[Collected data entries]

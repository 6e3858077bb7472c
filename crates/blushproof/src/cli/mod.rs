//! Command-line interface for blushproof.
//!
//! This module provides the CLI structure for the `blushctl` binary.

mod commands;

use std::path::PathBuf;

use clap::{Parser, Subcommand};

pub use commands::{
    BlushCommand, BloomCommand, CheckCommand, ConfigCommand, ConsentArg, ConsentCommand,
    ForgetCommand, MakeListCommand, StatusCommand, WhitelistCommand,
};

use crate::logging::Verbosity;

/// blushctl - Inspect and manage blushproof state
///
/// Checks hosts and search queries against the blushlist, records consent
/// decisions, and builds the lists and filters blushproof ships with.
#[derive(Debug, Parser)]
#[command(name = "blushctl")]
#[command(author, version, about, long_about = None)]
#[command(propagate_version = true)]
pub struct Cli {
    /// Path to custom configuration file
    #[arg(short, long, global = true, value_name = "FILE")]
    pub config: Option<PathBuf>,

    /// Increase verbosity (-v for debug, -vv for trace)
    #[arg(short, long, action = clap::ArgAction::Count, global = true)]
    pub verbose: u8,

    /// Suppress all output except errors
    #[arg(short, long, global = true)]
    pub quiet: bool,

    /// The command to execute
    #[command(subcommand)]
    pub command: Command,
}

/// Available commands.
#[derive(Debug, Subcommand)]
pub enum Command {
    /// Decide whether a navigation would be intercepted
    Check(CheckCommand),

    /// Excuse a host or query
    #[command(subcommand)]
    Whitelist(WhitelistCommand),

    /// Add a host to the blushlist
    Blush(BlushCommand),

    /// Forget a host
    Forget(ForgetCommand),

    /// Record an answer to the consent prompt
    Consent(ConsentCommand),

    /// Show list and whitelist status
    Status(StatusCommand),

    /// View or validate configuration
    #[command(subcommand)]
    Config(ConfigCommand),

    /// Build a shipped list from per-category domain files
    MakeList(MakeListCommand),

    /// Build or query a Bloom filter
    #[command(subcommand)]
    Bloom(BloomCommand),
}

impl Cli {
    /// Get the verbosity level based on flags.
    #[must_use]
    pub fn verbosity(&self) -> Verbosity {
        Verbosity::from_flags(self.quiet, self.verbose)
    }
}
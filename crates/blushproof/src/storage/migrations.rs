//! Database schema versioning.
//!
//! The schema version lives in the `metadata` table. Opening a store creates
//! any missing tables and then walks the migrations up to
//! [`CURRENT_VERSION`].

use rusqlite::Connection;
use tracing::info;

use crate::error::{Error, Result};

use super::schema::SCHEMA_STATEMENTS;

/// The current schema version.
pub const CURRENT_VERSION: i32 = 1;

/// Key used to store the schema version in the metadata table.
const VERSION_KEY: &str = "schema_version";

/// Initialize the database schema.
///
/// # Errors
///
/// Returns an error if schema creation or migration fails, or if the
/// database was written by a newer schema.
pub fn initialize_schema(conn: &Connection) -> Result<()> {
    for statement in SCHEMA_STATEMENTS {
        conn.execute(statement, [])?;
    }

    let version = get_schema_version(conn)?;
    if version > CURRENT_VERSION {
        return Err(Error::DatabaseMigration {
            message: format!(
                "database schema version {version} is newer than supported version {CURRENT_VERSION}"
            ),
        });
    }
    if version < CURRENT_VERSION {
        run_migrations(conn, version)?;
    }

    Ok(())
}

/// Get the current schema version from the database.
///
/// Returns 0 if no version is set (fresh database).
fn get_schema_version(conn: &Connection) -> Result<i32> {
    let result: std::result::Result<String, rusqlite::Error> = conn.query_row(
        "SELECT value FROM metadata WHERE key = ?1",
        [VERSION_KEY],
        |row| row.get(0),
    );

    match result {
        Ok(value) => value.parse().map_err(|_| Error::DatabaseMigration {
            message: format!("invalid schema version: {value}"),
        }),
        Err(rusqlite::Error::QueryReturnedNoRows) => Ok(0),
        Err(e) => Err(e.into()),
    }
}

fn set_schema_version(conn: &Connection, version: i32) -> Result<()> {
    conn.execute(
        "INSERT OR REPLACE INTO metadata (key, value) VALUES (?1, ?2)",
        (VERSION_KEY, version.to_string()),
    )?;
    Ok(())
}

fn run_migrations(conn: &Connection, from_version: i32) -> Result<()> {
    let mut current = from_version;

    while current < CURRENT_VERSION {
        current += 1;
        run_migration(conn, current)?;
    }

    set_schema_version(conn, CURRENT_VERSION)?;
    info!(from = from_version, to = CURRENT_VERSION, "Database schema migrated");
    Ok(())
}

fn run_migration(conn: &Connection, version: i32) -> Result<()> {
    match version {
        1 => migrate_v1(conn),
        _ => Err(Error::DatabaseMigration {
            message: format!("unknown migration version: {version}"),
        }),
    }
}

/// Version 1 is the base schema created by `SCHEMA_STATEMENTS`.
fn migrate_v1(conn: &Connection) -> Result<()> {
    set_schema_version(conn, 1)
}
//! Whitelisted domains and queries, and per-category approval counts.
//!
//! Two sources of excusal are kept side by side: a key excused on its own
//! (fine grained), and a whole category excused once the user has approved
//! [`CATEGORY_AMNESTY_THRESHOLD`] distinct keys in it (coarse grained).
//! Either one is enough. Neither removes anything from the lists.

use std::collections::BTreeMap;

use serde::{Deserialize, Serialize};
use tracing::{debug, info};

use crate::category::Category;
use crate::keys::Key;

/// Distinct approvals in one category after which the whole category is excused.
pub const CATEGORY_AMNESTY_THRESHOLD: u32 = 3;

/// Keys the user has excused from prompting.
#[derive(Debug, Clone, Default, PartialEq, Eq, Serialize, Deserialize)]
#[serde(transparent)]
pub struct WhitelistRecord(BTreeMap<Key, bool>);

impl WhitelistRecord {
    /// Whether `key` is recorded as whitelisted.
    #[must_use]
    pub fn contains(&self, key: &Key) -> bool {
        self.0.get(key).copied().unwrap_or(false)
    }

    /// Record `key`. Returns `true` if it was not already recorded.
    pub fn insert(&mut self, key: Key) -> bool {
        !matches!(self.0.insert(key, true), Some(true))
    }

    /// Remove `key`. Returns `true` if it was recorded.
    pub fn remove(&mut self, key: &Key) -> bool {
        matches!(self.0.remove(key), Some(true))
    }

    /// Number of whitelisted keys.
    #[must_use]
    pub fn len(&self) -> usize {
        self.0.values().filter(|v| **v).count()
    }

    /// Whether nothing is whitelisted.
    #[must_use]
    pub fn is_empty(&self) -> bool {
        self.len() == 0
    }

    fn rekey(&mut self, f: &impl Fn(&Key) -> Key) {
        let entries = std::mem::take(&mut self.0);
        self.0 = entries.into_iter().map(|(k, v)| (f(&k), v)).collect();
    }
}

/// Approval counts per category.
#[derive(Debug, Clone, Default, PartialEq, Eq, Serialize, Deserialize)]
#[serde(transparent)]
pub struct CategoryCounter(BTreeMap<Category, u32>);

impl CategoryCounter {
    /// Approvals recorded for `category`.
    #[must_use]
    pub fn get(&self, category: &Category) -> u32 {
        self.0.get(category).copied().unwrap_or(0)
    }

    /// Iterate over categories and their counts.
    pub fn iter(&self) -> impl Iterator<Item = (&Category, u32)> {
        self.0.iter().map(|(c, n)| (c, *n))
    }

    fn increment(&mut self, category: &Category) -> u32 {
        let count = self.0.entry(category.clone()).or_insert(0);
        *count = count.saturating_add(1);
        *count
    }
}

/// In-memory whitelist state for domains and queries.
#[derive(Debug, Clone, Default)]
pub struct WhitelistStore {
    domains: WhitelistRecord,
    queries: WhitelistRecord,
    categories: CategoryCounter,
}

impl WhitelistStore {
    /// Assemble a store from loaded records.
    #[must_use]
    pub fn new(domains: WhitelistRecord, queries: WhitelistRecord, categories: CategoryCounter) -> Self {
        Self {
            domains,
            queries,
            categories,
        }
    }

    /// Whether a domain key is excused, either directly or because its
    /// `category` has reached amnesty.
    #[must_use]
    pub fn is_domain_whitelisted(&self, key: &Key, category: Option<&Category>) -> bool {
        self.domains.contains(key) || category.is_some_and(|c| self.is_category_whitelisted(c))
    }

    /// Whether a query key is excused, either directly or because its
    /// `category` has reached amnesty.
    #[must_use]
    pub fn is_query_whitelisted(&self, key: &Key, category: Option<&Category>) -> bool {
        self.queries.contains(key) || category.is_some_and(|c| self.is_category_whitelisted(c))
    }

    /// Whether `category` has been approved often enough to be excused as a
    /// whole. The `user` category never is.
    #[must_use]
    pub fn is_category_whitelisted(&self, category: &Category) -> bool {
        !category.is_user() && self.categories.get(category) >= CATEGORY_AMNESTY_THRESHOLD
    }

    /// Whitelist a domain key listed under `category`.
    ///
    /// The category count goes up only the first time a key is recorded, and
    /// never for `user`. Returns `true` if the key was newly recorded.
    pub fn whitelist_domain(&mut self, key: Key, category: Option<&Category>) -> bool {
        let newly = self.domains.insert(key);
        if newly {
            self.count(category);
        }
        newly
    }

    /// Whitelist a query key listed under `category`. Counting follows
    /// [`WhitelistStore::whitelist_domain`].
    pub fn whitelist_query(&mut self, key: Key, category: Option<&Category>) -> bool {
        let newly = self.queries.insert(key);
        if newly {
            self.count(category);
        }
        newly
    }

    /// Drop a domain key from the whitelist, e.g. when the user blushes a
    /// site they had excused. Returns `true` if it was there. Category counts
    /// are left alone.
    pub fn forget_user_entry(&mut self, key: &Key) -> bool {
        self.domains.remove(key)
    }

    /// Approvals recorded for `category`.
    #[must_use]
    pub fn category_count(&self, category: &Category) -> u32 {
        self.categories.get(category)
    }

    /// Whitelisted domain keys.
    #[must_use]
    pub fn domains(&self) -> &WhitelistRecord {
        &self.domains
    }

    /// Whitelisted query keys.
    #[must_use]
    pub fn queries(&self) -> &WhitelistRecord {
        &self.queries
    }

    /// Per-category approval counts.
    #[must_use]
    pub fn categories(&self) -> &CategoryCounter {
        &self.categories
    }

    /// Replace every domain and query key with `f(key)`.
    pub fn rekey(&mut self, f: impl Fn(&Key) -> Key) {
        self.domains.rekey(&f);
        self.queries.rekey(&f);
    }

    fn count(&mut self, category: Option<&Category>) {
        let Some(category) = category.filter(|c| !c.is_user()) else {
            return;
        };
        let count = self.categories.increment(category);
        debug!(%category, count, "Category approval recorded");
        if count == CATEGORY_AMNESTY_THRESHOLD {
            info!(%category, "Category reached amnesty");
        }
    }
}

#[cfg(test)]
mod tests {
    use super::*;

    fn key(s: &str) -> Key {
        Key::from_stored(s)
    }

    fn cat(s: &str) -> Category {
        Category::parse(s).unwrap()
    }

    #[test]
    fn test_whitelist_domain_records_key() {
        let mut store = WhitelistStore::default();
        let social = cat("social");

        assert!(!store.is_domain_whitelisted(&key("a"), Some(&social)));
        assert!(store.whitelist_domain(key("a"), Some(&social)));
        assert!(store.is_domain_whitelisted(&key("a"), Some(&social)));
        assert_eq!(store.category_count(&social), 1);
    }

    #[test]
    fn test_rewhitelisting_does_not_double_count() {
        let mut store = WhitelistStore::default();
        let social = cat("social");

        store.whitelist_domain(key("a"), Some(&social));
        assert!(!store.whitelist_domain(key("a"), Some(&social)));
        store.whitelist_domain(key("a"), Some(&social));

        assert_eq!(store.category_count(&social), 1);
        assert!(!store.is_category_whitelisted(&social));
    }

    #[test]
    fn test_category_amnesty_after_three_distinct_keys() {
        let mut store = WhitelistStore::default();
        let testing = cat("testing");

        store.whitelist_domain(key("a"), Some(&testing));
        store.whitelist_domain(key("b"), Some(&testing));
        assert!(!store.is_domain_whitelisted(&key("d"), Some(&testing)));

        store.whitelist_domain(key("c"), Some(&testing));
        assert!(store.is_category_whitelisted(&testing));
        assert!(store.is_domain_whitelisted(&key("d"), Some(&testing)));
        assert!(!store.is_domain_whitelisted(&key("d"), Some(&cat("other"))));
        assert!(!store.is_domain_whitelisted(&key("d"), None));
    }

    #[test]
    fn test_domain_and_query_approvals_share_category_count() {
        let mut store = WhitelistStore::default();
        let gambling = cat("gambling");

        store.whitelist_domain(key("casino"), Some(&gambling));
        store.whitelist_query(key("poker"), Some(&gambling));
        store.whitelist_query(key("slots"), Some(&gambling));

        assert!(store.is_category_whitelisted(&gambling));
        assert!(store.is_query_whitelisted(&key("roulette"), Some(&gambling)));
    }

    #[test]
    fn test_user_category_never_counts() {
        let mut store = WhitelistStore::default();
        let user = Category::user();

        for k in ["a", "b", "c", "d"] {
            store.whitelist_domain(key(k), Some(&user));
        }

        assert_eq!(store.category_count(&user), 0);
        assert!(!store.is_category_whitelisted(&user));
        assert!(!store.is_domain_whitelisted(&key("e"), Some(&user)));
    }

    #[test]
    fn test_user_category_never_whitelisted_even_with_stored_count() {
        let mut counts = BTreeMap::new();
        counts.insert(Category::user(), 10);
        let store = WhitelistStore::new(
            WhitelistRecord::default(),
            WhitelistRecord::default(),
            CategoryCounter(counts),
        );
        assert!(!store.is_category_whitelisted(&Category::user()));
    }

    #[test]
    fn test_whitelist_without_category_records_key_only() {
        let mut store = WhitelistStore::default();
        assert!(store.whitelist_query(key("q"), None));
        assert!(store.is_query_whitelisted(&key("q"), None));
        assert_eq!(store.categories().iter().count(), 0);
    }

    #[test]
    fn test_forget_user_entry() {
        let mut store = WhitelistStore::default();
        store.whitelist_domain(key("a"), Some(&cat("social")));

        assert!(store.forget_user_entry(&key("a")));
        assert!(!store.is_domain_whitelisted(&key("a"), None));
        assert!(!store.forget_user_entry(&key("a")));
    }

    #[test]
    fn test_amnesty_is_independent_of_individual_entries() {
        let mut store = WhitelistStore::default();
        let gaming = cat("gaming");
        for k in ["a", "b", "c"] {
            store.whitelist_domain(key(k), Some(&gaming));
        }
        store.forget_user_entry(&key("a"));

        // The category stays excused even after a contributing key is forgotten.
        assert!(store.is_domain_whitelisted(&key("a"), Some(&gaming)));
    }

    #[test]
    fn test_record_serializes_as_object_of_bools() {
        let mut record = WhitelistRecord::default();
        record.insert(key("example.com"));
        let json = serde_json::to_value(&record).unwrap();
        assert_eq!(json, serde_json::json!({"example.com": true}));
    }

    #[test]
    fn test_false_entries_are_not_whitelisted() {
        let record: WhitelistRecord =
            serde_json::from_value(serde_json::json!({"a": false, "b": true})).unwrap();
        assert!(!record.contains(&key("a")));
        assert!(record.contains(&key("b")));
        assert_eq!(record.len(), 1);
    }

    #[test]
    fn test_rekey() {
        let mut store = WhitelistStore::default();
        store.whitelist_domain(key("a"), None);
        store.whitelist_query(key("q"), None);
        store.rekey(|k| Key::from_stored(k.as_str().to_uppercase()));
        assert!(store.domains().contains(&key("A")));
        assert!(store.queries().contains(&key("Q")));
    }
}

● **Exercise**
Lines containing the string "execute" are the ones to copy from the entries above.

● **Completed task**
    /// The command to execute
        conn.execute(statement, [])?;
    conn.execute(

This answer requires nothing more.